# New 2016 Honda Pioneer 1000 and 1000-5



## 4Nines

Honda Announces 2016 Pioneer 1000

Brand-new model to round out 2016 Pioneer multipurpose SxS lineup








TORRANCE, Calif. (June 11, 2015) — Honda today announced the addition of two brand-new full-size side-by-side models–the groundbreaking Pioneer 1000 and Pioneer 1000-5–to its 2016 lineup. With class-leading displacement and payload, a 6-speed fully automatic Dual Clutch Transmission (DCT) and a full list of features and options, the flagship Pioneer 1000 promises to raise the bar in terms of power, performance and capability in both work and recreation applications.

“We’re very excited about the all-new 999cc engine we’ve developed for these new Pioneers,” said Lee Edmunds, Manager of Motorcycle Marketing Communications at American Honda. “We’ve also added the industry’s only fully automatic mechanical transmission–the 6-speed Dual Clutch Transmission. With steel gears, the DCT offers true engine braking, seamless shifting and a smooth, reliable transfer of power.”
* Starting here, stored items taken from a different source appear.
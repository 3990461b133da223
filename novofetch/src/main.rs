use std::sync::Arc;

use novofetch::api::{self, AppState};
use novofetch::logging;
use novofetch::settings::Settings;
use novofetch::transfer::{LndTool, TransferManager, TransferTool};

#[tokio::main]
async fn main() -> anyhow::Result<()> {
    // Load environment variables
    dotenvy::dotenv().ok();

    let settings_path =
        std::env::var("NOVOFETCH_SETTINGS").unwrap_or_else(|_| "user_settings.json".to_string());
    let settings = Settings::load(&settings_path);

    // Initialize logging; keep the appender guard alive for the app lifetime
    let _guard = logging::init_logging(&settings.log_dir)?;

    if let Err(e) = settings.validate_lnd_path() {
        tracing::warn!("{}; transfers will fail to start until this is fixed", e);
    }

    std::fs::create_dir_all(&settings.download_root)?;

    let tool: Arc<dyn TransferTool> = Arc::new(LndTool::from_settings(&settings));
    let manager = Arc::new(TransferManager::new(tool.clone(), &settings));

    let state = AppState {
        manager: manager.clone(),
        tool,
    };
    let router = api::create_router(state);

    let listener = tokio::net::TcpListener::bind(&settings.api_bind).await?;
    tracing::info!(addr = %settings.api_bind, "novofetch listening");

    axum::serve(listener, router)
        .with_graceful_shutdown(shutdown_signal(manager))
        .await?;

    Ok(())
}

/// Wait for ctrl-c, then cancel whatever is still running so no transfer
/// process outlives the server.
async fn shutdown_signal(manager: Arc<TransferManager>) {
    let _ = tokio::signal::ctrl_c().await;
    tracing::info!("Shutdown requested, cancelling running tasks");
    manager.shutdown();
}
More information can be found here: Honda Announces 2016 Pioneer 1000


----------



## Polaris425

looks alot better than the past models.


----------



## mcdaddy7926

They look good, but i think they still have a ways to go compared to other SxS and ATV's in the market. :usa2:


----------



## Polaris425

mcdaddy7926 said:


> They look good, but i think they still have a ways to go compared to other SxS and ATV's in the market. :usa2:


That's true...


One thing about Honda is they have stayed true to the Utility format... While most other companies have leaned more towards the sport side, even in their utility line. Honda is one or the other, no best of both worlds.


----------



## crwBrute7504x4I

I found this floating around and had to post it lol









. Sent from my iPhone 6+ using Tapatalk!!!


----------



## Polaris425

Hahaha!!!!


Posted via TapaTalk for iPhone6


----------



## Mac102004

They sure have come a long way from the Big Red 700 lol. Would like to see some more specs on these before I criticize them too much. Thinking 50-60hp, maybe pushing 70hp but anymore than that and I'll be picking my jaw up off the floor.


----------



## BuscoKawi750I4x4

i saw a trailer about them there nice got many differential selections one including turf mode and much more. To me it is a well rounded utility sxs.


----------



## z24guy

This is great news! Now Yamaha will (hopefully) catch up!


----------



## JPs300

Mac102004 said:


> They sure have come a long way from the Big Red 700 lol. Would like to see some more specs on these before I criticize them too much. Thinking 50-60hp, maybe pushing 70hp but anymore than that and I'll be picking my jaw up off the floor.


Agreed, 100%. Their 750 is only 37hp, I'd be very surprised if they made over 60 with only 250 more CC. 

Low range is a HUGE step in the right direction for them though.


----------



## beepin

Sounds way more enjoyable new 1000cc sxs!


----------



## Stimpy

Six forward gears to.


Sent from my iPhone using Tapatalk


----------